[Data entries]

//! The host page: a set of optional slots addressed by stable identifiers.
//!
//! Renderers write into the slots and the filter toggles row visibility. [`Page::to_html`]
//! serializes the whole thing into one HTML document. A slot that is `None` is left out of
//! the document, and every step that targets it is skipped.

use crate::models::RowStatus;
use crate::render::escape_html;

/// Stable element identifiers.
pub mod ids {
    pub const STATUS_TABLE: &str = "statusTable";
    pub const AGENTS: &str = "agentsDynamic";
    pub const ACTIVITY: &str = "activityLog";
    pub const LAST_UPDATED: &str = "lastUpdated";
    pub const STATUS_FILTER: &str = "statusFilter";
    pub const QUERY: &str = "q";
}

/// Value of the status filter control that shows every row.
pub const ALL_STATUSES: &str = "all";

/// A rendered status-table row, tagged with its resolved status.
#[derive(Debug, Clone, PartialEq, Eq)]
pub struct TableRow {
    status: RowStatus,
    html: String,
    text: String,
    hidden: bool,
}

impl TableRow {
    pub fn new(status: RowStatus, html: String, text: String) -> Self {
        Self {
            status,
            html,
            text,
            hidden: false,
        }
    }

    pub fn status(&self) -> RowStatus {
        self.status
    }

    /// Inner markup (the `<td>` cells).
    pub fn html(&self) -> &str {
        &self.html
    }

    /// Text content of all cells, as a reader would see it.
    pub fn text_content(&self) -> &str {
        &self.text
    }

    pub fn is_visible(&self) -> bool {
        !self.hidden
    }

    pub fn set_visible(&mut self, visible: bool) {
        self.hidden = !visible;
    }

    fn to_html(&self) -> String {
        let style = if self.hidden {
            r#" style="display:none""#
        } else {
            ""
        };
        format!(
            r#"<tr data-status="{}"{}>{}</tr>"#,
            self.status.as_str(),
            style,
            self.html
        )
    }
}

/// Body of the status table.
#[derive(Debug, Clone, Default, PartialEq, Eq)]
pub struct StatusTableBody {
    rows: Vec<TableRow>,
}

impl StatusTableBody {
    pub fn rows(&self) -> &[TableRow] {
        &self.rows
    }

    pub fn rows_mut(&mut self) -> &mut [TableRow] {
        &mut self.rows
    }

    pub fn set_rows(&mut self, rows: Vec<TableRow>) {
        self.rows = rows;
    }

    pub fn visible_rows(&self) -> impl Iterator<Item = &TableRow> {
        self.rows.iter().filter(|r| r.is_visible())
    }
}

/// A region whose content is replaced wholesale with rendered markup.
#[derive(Debug, Clone, Default, PartialEq, Eq)]
pub struct Container {
    inner_html: String,
}

impl Container {
    pub fn inner_html(&self) -> &str {
        &self.inner_html
    }

    pub fn set_inner_html(&mut self, html: impl Into<String>) {
        self.inner_html = html.into();
    }
}

/// A plain-text slot. Its content is escaped on output.
#[derive(Debug, Clone, Default, PartialEq, Eq)]
pub struct TextSlot {
    text: String,
}

impl TextSlot {
    pub fn text(&self) -> &str {
        &self.text
    }

    pub fn set_text(&mut self, text: impl Into<String>) {
        self.text = text.into();
    }
}

/// An input control holding its current value.
#[derive(Debug, Clone, Default, PartialEq, Eq)]
pub struct Control {
    value: String,
}

impl Control {
    pub fn new(value: impl Into<String>) -> Self {
        Self {
            value: value.into(),
        }
    }

    pub fn value(&self) -> &str {
        &self.value
    }

    pub fn set_value(&mut self, value: impl Into<String>) {
        self.value = value.into();
    }
}

/// The dashboard page.
#[derive(Debug, Clone, Default, PartialEq, Eq)]
pub struct Page {
    pub title: String,
    pub status_table: Option<StatusTableBody>,
    pub agents: Option<Container>,
    pub activity: Option<Container>,
    pub last_updated: Option<TextSlot>,
    pub status_filter: Option<Control>,
    pub query: Option<Control>,
}

impl Page {
    /// A page carrying every slot, with the filter showing all rows.
    pub fn new(title: impl Into<String>) -> Self {
        Self {
            title: title.into(),
            status_table: Some(StatusTableBody::default()),
            agents: Some(Container::default()),
            activity: Some(Container::default()),
            last_updated: Some(TextSlot::default()),
            status_filter: Some(Control::new(ALL_STATUSES)),
            query: Some(Control::default()),
        }
    }

    /// A page with no slots at all.
    pub fn bare(title: impl Into<String>) -> Self {
        Self {
            title: title.into(),
            ..Self::default()
        }
    }

    /// Serialize the page into a complete HTML document.
    pub fn to_html(&self) -> String {
        let title = escape_html(&self.title);
        let mut out = String::new();

        out.push_str("<!DOCTYPE html>\n<html lang=\"zh-Hant\">\n<head>\n");
        out.push_str("<meta charset=\"UTF-8\">\n");
        out.push_str(
            "<meta name=\"viewport\" content=\"width=device-width, initial-scale=1.0\">\n",
        );
        out.push_str(&format!("<title>{}</title>\n", title));
        out.push_str(STYLE);
        out.push_str("</head>\n<body>\n");

        out.push_str(&format!("<header><h1>{}</h1>", title));
        if let Some(slot) = &self.last_updated {
            out.push_str(&format!(
                r#"<p class="small">最後更新：<span id="{}">{}</span></p>"#,
                ids::LAST_UPDATED,
                escape_html(slot.text())
            ));
        }
        out.push_str("</header>\n");

        out.push_str("<section>\n<h2>進度</h2>\n");
        self.push_filters(&mut out);
        if let Some(body) = &self.status_table {
            out.push_str(&format!(r#"<table id="{}">"#, ids::STATUS_TABLE));
            out.push_str(
                "<thead><tr><th>區塊</th><th>任務</th><th>負責</th><th>狀態</th><th>備註</th></tr></thead>",
            );
            out.push_str("<tbody>");
            for row in body.rows() {
                out.push_str(&row.to_html());
            }
            out.push_str("</tbody></table>\n");
        }
        out.push_str("</section>\n");

        if let Some(container) = &self.agents {
            out.push_str("<section>\n<h2>Agents</h2>\n");
            out.push_str(&format!(
                r#"<div id="{}" class="agents">{}</div>"#,
                ids::AGENTS,
                container.inner_html()
            ));
            out.push_str("\n</section>\n");
        }

        if let Some(container) = &self.activity {
            out.push_str("<section>\n<h2>活動紀錄</h2>\n");
            out.push_str(&format!(
                r#"<div id="{}">{}</div>"#,
                ids::ACTIVITY,
                container.inner_html()
            ));
            out.push_str("\n</section>\n");
        }

        out.push_str("</body>\n</html>\n");
        out
    }

    fn push_filters(&self, out: &mut String) {
        if self.status_filter.is_none() && self.query.is_none() {
            return;
        }

        out.push_str(r#"<form class="filters" method="get">"#);
        if let Some(control) = &self.status_filter {
            out.push_str(&format!(
                r#"<select id="{}" name="status">"#,
                ids::STATUS_FILTER
            ));
            push_option(out, ALL_STATUSES, "全部", control.value());
            for status in RowStatus::ALL {
                push_option(out, status.as_str(), status.label(), control.value());
            }
            out.push_str("</select>");
        }
        if let Some(control) = &self.query {
            out.push_str(&format!(
                r#"<input id="{}" name="q" type="search" placeholder="搜尋" value="{}">"#,
                ids::QUERY,
                escape_html(control.value())
            ));
        }
        out.push_str(r#"<button type="submit">篩選</button></form>"#);
        out.push('\n');
    }
}

fn push_option(out: &mut String, value: &str, label: &str, selected: &str) {
    let selected = if value == selected.trim() {
        " selected"
    } else {
        ""
    };
    out.push_str(&format!(
        r#"<option value="{}"{}>{}</option>"#,
        value, selected, label
    ));
}

const STYLE: &str = r#"<style>
body { font-family: -apple-system, BlinkMacSystemFont, 'Segoe UI', Roboto, sans-serif; margin: 24px; color: #1f2933; }
table { border-collapse: collapse; width: 100%; }
th, td { border-bottom: 1px solid #e4e7eb; padding: 6px 8px; text-align: left; }
.small { font-size: 13px; color: #616e7c; }
.status { padding: 2px 8px; border-radius: 10px; background: #e4e7eb; font-size: 12px; }
.status.done { background: #c6f7e2; }
.status.inprogress { background: #fff3c4; }
.status.blocked { background: #ffd0d0; }
.agents { display: grid; grid-template-columns: repeat(auto-fill, minmax(260px, 1fr)); gap: 12px; }
.agent { border: 1px solid #e4e7eb; border-radius: 8px; padding: 12px; }
.agent-head { display: flex; gap: 10px; align-items: center; }
.agent-key { font-weight: 700; background: #1f2933; color: #fff; border-radius: 6px; padding: 4px 8px; }
.agent-name { font-weight: 600; }
.filters { display: flex; gap: 8px; margin-bottom: 12px; }
</style>
"#;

**Task details**: Give again exactly, and only, the lines above starting at the one with "pub fn html(&self)" and ending at the one with "pub fn set_visible(&mut".

**Exercise answer**:
    pub fn html(&self) -> &str {
        &self.html
    }

    /// Text content of all cells, as a reader would see it.
    pub fn text_content(&self) -> &str {
        &self.text
    }

    pub fn is_visible(&self) -> bool {
        !self.hidden
    }

    pub fn set_visible(&mut self, visible: bool) {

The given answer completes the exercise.